Ai fornelli del "Volt" c'è Gianni Tomasi con la famiglia, tutti trentini doc. «La gestione più lunga fu della signora Ester Giovannini che è rimasta qui fino al 1995», racconta. «Le botteghe storiche servono per la riqualificazione del centro e anche per costruire un percorso alternativo, improntato alla tradizione, come avviene in tutte le città. Bisogna farlo anche qua, ma senza sovrappopolarlo. Deve essere una cosa discretamente selettiva, dove l'esercizio sia inserito con dei riferimenti storici.

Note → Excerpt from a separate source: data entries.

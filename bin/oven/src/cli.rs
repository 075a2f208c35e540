use std::path::PathBuf;

use alloy_core::primitives::Address;
use clap::Parser;
use oven_deploy::NETWORKS_FILENAME;
use tracing::level_filters::LevelFilter;
use url::Url;

/// The default RPC endpoint (a local development node).
const DEFAULT_RPC_URL: &str = "http://127.0.0.1:8545";

/// The default artifacts directory of a Hardhat build.
const DEFAULT_ARTIFACTS_DIR: &str = "artifacts";

/// Seconds a transaction may stay unconfirmed before the run aborts.
const DEFAULT_CONFIRMATION_TIMEOUT_SECS: u64 = 300;

#[derive(Parser, Debug)]
#[command(name = "oven")]
#[command(
    author,
    version,
    about = "Deploy and wire a leveraged-yield vault system onto an EVM chain"
)]
pub struct Cli {
    /// The verbosity level.
    #[arg(short, long, env = "OVEN_VERBOSITY", default_value_t = LevelFilter::INFO)]
    pub verbosity: LevelFilter,

    /// Name of the network descriptor to deploy with (e.g. `base`).
    #[arg(short, long, env = "OVEN_NETWORK")]
    pub network: String,

    /// Path to the network descriptors file.
    #[arg(short, long, alias = "conf", env = "OVEN_CONFIG", default_value = NETWORKS_FILENAME)]
    pub config: PathBuf,

    /// JSON-RPC endpoint holding the unlocked deployer account.
    #[arg(long, alias = "rpc", env = "OVEN_RPC_URL", default_value = DEFAULT_RPC_URL)]
    pub rpc_url: Url,

    /// Deployer account. Defaults to the node's first account.
    #[arg(long, env = "OVEN_DEPLOYER")]
    pub deployer: Option<Address>,

    /// Directory holding the compiled contract artifacts.
    #[arg(long, env = "OVEN_ARTIFACTS", default_value = DEFAULT_ARTIFACTS_DIR)]
    pub artifacts: PathBuf,

    /// Seconds to wait for each transaction receipt.
    #[arg(long, env = "OVEN_CONFIRMATION_TIMEOUT", default_value_t = DEFAULT_CONFIRMATION_TIMEOUT_SECS)]
    pub confirmation_timeout: u64,

    /// Run the whole pipeline against an in-memory chain instead of the RPC endpoint.
    #[arg(long, env = "OVEN_DRY_RUN")]
    pub dry_run: bool,

    /// Read the deployment back and fail if it does not match.
    #[arg(long, env = "OVEN_VERIFY")]
    pub verify: bool,
}

#[cfg(test)]
mod tests {
    use super::*;
    use clap::CommandFactory;

    #[test]
    fn test_cli_definition_is_valid() {
        Cli::command().debug_assert();
    }

    #[test]
    fn test_defaults() {
        let cli = Cli::try_parse_from(["oven", "--network", "base"]).unwrap();
        assert_eq!(cli.network, "base");
        assert_eq!(cli.config, PathBuf::from(NETWORKS_FILENAME));
        assert_eq!(cli.rpc_url.as_str(), "http://127.0.0.1:8545/");
        assert_eq!(cli.deployer, None);
        assert!(!cli.dry_run);
    }

    #[test]
    fn test_deployer_must_be_an_address() {
        assert!(Cli::try_parse_from(["oven", "-n", "base", "--deployer", "bob"]).is_err());

        let cli = Cli::try_parse_from([
            "oven",
            "-n",
            "base",
            "--deployer",
            "0xf39Fd6e51aad88F6F4ce6aB8827279cffFb92266",
        ])
        .unwrap();
        assert!(cli.deployer.is_some());
    }
}
//! Error taxonomy for a deployment run.
//!
//! Errors are raised as [`DeployError`] where they originate and travel inside
//! `anyhow::Error` with added context, so callers can still recover the kind
//! with `downcast_ref`.

use alloy_core::primitives::B256;
use thiserror::Error;

use crate::record::DeploymentRecord;

/// Coarse classification of a failed run.
#[derive(Debug, Clone, Copy, PartialEq, Eq, strum::Display)]
#[strum(serialize_all = "kebab-case")]
pub enum ErrorKind {
    /// The Configuration Descriptor is missing a key or names something unknown.
    Configuration,
    /// A transaction reverted on-chain.
    Transaction,
    /// The RPC endpoint failed or a confirmation timed out.
    Network,
}

#[derive(Error, Debug)]
pub enum DeployError {
    // -- Configuration ------------------------------------------------------
    #[error("configuration error: {0}")]
    Config(String),

    #[error("network '{name}' is not defined (known networks: {known})")]
    UnknownNetwork { name: String, known: String },

    #[error("unknown oracle type: {0}")]
    UnknownOracle(String),

    #[error("unknown strategy type: {0}")]
    UnknownStrategy(String),

    #[error("chain id mismatch: descriptor expects {expected}, RPC endpoint reports {actual}")]
    ChainIdMismatch { expected: u64, actual: u64 },

    // -- Transaction --------------------------------------------------------
    #[error("transaction reverted while {action}: {reason}")]
    TransactionReverted { action: String, reason: String },

    // -- Network ------------------------------------------------------------
    #[error("transaction {tx_hash} not confirmed after {timeout_secs}s")]
    ConfirmationTimeout { tx_hash: B256, timeout_secs: u64 },

    #[error("RPC error: {0}")]
    Rpc(String),
}

impl DeployError {
    pub fn kind(&self) -> ErrorKind {
        match self {
            Self::Config(_)
            | Self::UnknownNetwork { .. }
            | Self::UnknownOracle(_)
            | Self::UnknownStrategy(_)
            | Self::ChainIdMismatch { .. } => ErrorKind::Configuration,
            Self::TransactionReverted { .. } => ErrorKind::Transaction,
            Self::ConfirmationTimeout { .. } | Self::Rpc(_) => ErrorKind::Network,
        }
    }

    pub(crate) fn reverted(action: impl Into<String>, reason: impl Into<String>) -> Self {
        Self::TransactionReverted {
            action: action.into(),
            reason: reason.into(),
        }
    }
}

/// Classify an arbitrary error chain, if it carries a [`DeployError`].
pub fn error_kind(error: &anyhow::Error) -> Option<ErrorKind> {
    error.downcast_ref::<DeployError>().map(DeployError::kind)
}

/// A run that stopped part way.
///
/// Contracts already deployed stay on-chain and are abandoned; `record` lists
/// them in deployment order so they can be reconciled by hand.
#[derive(Debug)]
pub struct DeployFailure {
    pub record: DeploymentRecord,
    pub error: anyhow::Error,
}

impl DeployFailure {
    pub fn kind(&self) -> Option<ErrorKind> {
        error_kind(&self.error)
    }
}

impl std::fmt::Display for DeployFailure {
    fn fmt(&self, f: &mut std::fmt::Formatter<'_>) -> std::fmt::Result {
        write!(
            f,
            "deployment aborted after {} recorded step(s): {:#}",
            self.record.len(),
            self.error
        )
    }
}
//! oven deploys a leveraged-yield vault system onto an EVM chain and prints
//! the address of everything it deployed or registered.

mod cli;

use std::time::Duration;

use anyhow::Result;
use clap::Parser;

use cli::Cli;
use oven_deploy::{
    Artifacts, Chain, DeployConfig, MemoryChain, NetworksFile, Orchestrator, RpcChain,
    chain::DEFAULT_CHAIN_ID, verify_deployment,
};

#[tokio::main]
async fn main() -> Result<()> {
    // A missing .env file is fine.
    let _ = dotenvy::dotenv();

    let cli = Cli::parse();

    // Initialize the logger. Stdout is reserved for the address report.
    tracing_subscriber::fmt()
        .with_max_level(cli.verbosity)
        .with_writer(std::io::stderr)
        .init();

    let config = NetworksFile::load(&cli.config)?.select(&cli.network)?;
    let artifacts = Artifacts::open(&cli.artifacts)?;

    tracing::info!(
        network = %config.network,
        config_path = %cli.config.display(),
        artifacts = %artifacts.root().display(),
        dry_run = cli.dry_run,
        "Network descriptor selected"
    );

    if cli.dry_run {
        let chain_id = config.chain_id.unwrap_or(DEFAULT_CHAIN_ID);
        let chain = match cli.deployer {
            Some(deployer) => MemoryChain::with_deployer(chain_id, deployer),
            None => MemoryChain::new(chain_id),
        };
        return deploy(&chain, &artifacts, &config, cli.verify).await;
    }

    let chain = RpcChain::connect(
        cli.rpc_url,
        cli.deployer,
        Duration::from_secs(cli.confirmation_timeout),
    )
    .await?;
    deploy(&chain, &artifacts, &config, cli.verify).await
}

/// Run the deployment and print the record, partial or complete.
async fn deploy<C: Chain>(
    chain: &C,
    artifacts: &Artifacts,
    config: &DeployConfig,
    verify: bool,
) -> Result<()> {
    let deployment = match Orchestrator::new(chain, artifacts, config).run().await {
        Ok(deployment) => deployment,
        Err(failure) => {
            eprintln!("{}", failure.record.to_table(&config.network, chain.chain_id()));
            if let Some(kind) = failure.kind() {
                tracing::error!(%kind, "Deployment failed");
            }
            let recorded = failure.record.len();
            return Err(failure.error.context(format!(
                "Deployment aborted after {recorded} recorded step(s); deployed contracts were left in place"
            )));
        }
    };

    println!("{}", deployment.record.to_table(&config.network, chain.chain_id()));

    if verify {
        let report = verify_deployment(chain, config, &deployment).await?;
        eprintln!("{report}");
        report.ensure_healthy()?;
    }

    Ok(())
}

Nel nostro caso, il fatto di essere stati per decenni un punto di riferimento per i viaggiatori di Rovereto, Riva, Verona, che scendevano dalla corriera (ma anche dalle carrozze) e sostavano per mangiare la trippa. Questa era un'arteria importante anche per portare i rifornimenti di derrate durante il Concilio. Per l'epoca fu uno sforzo incredibile».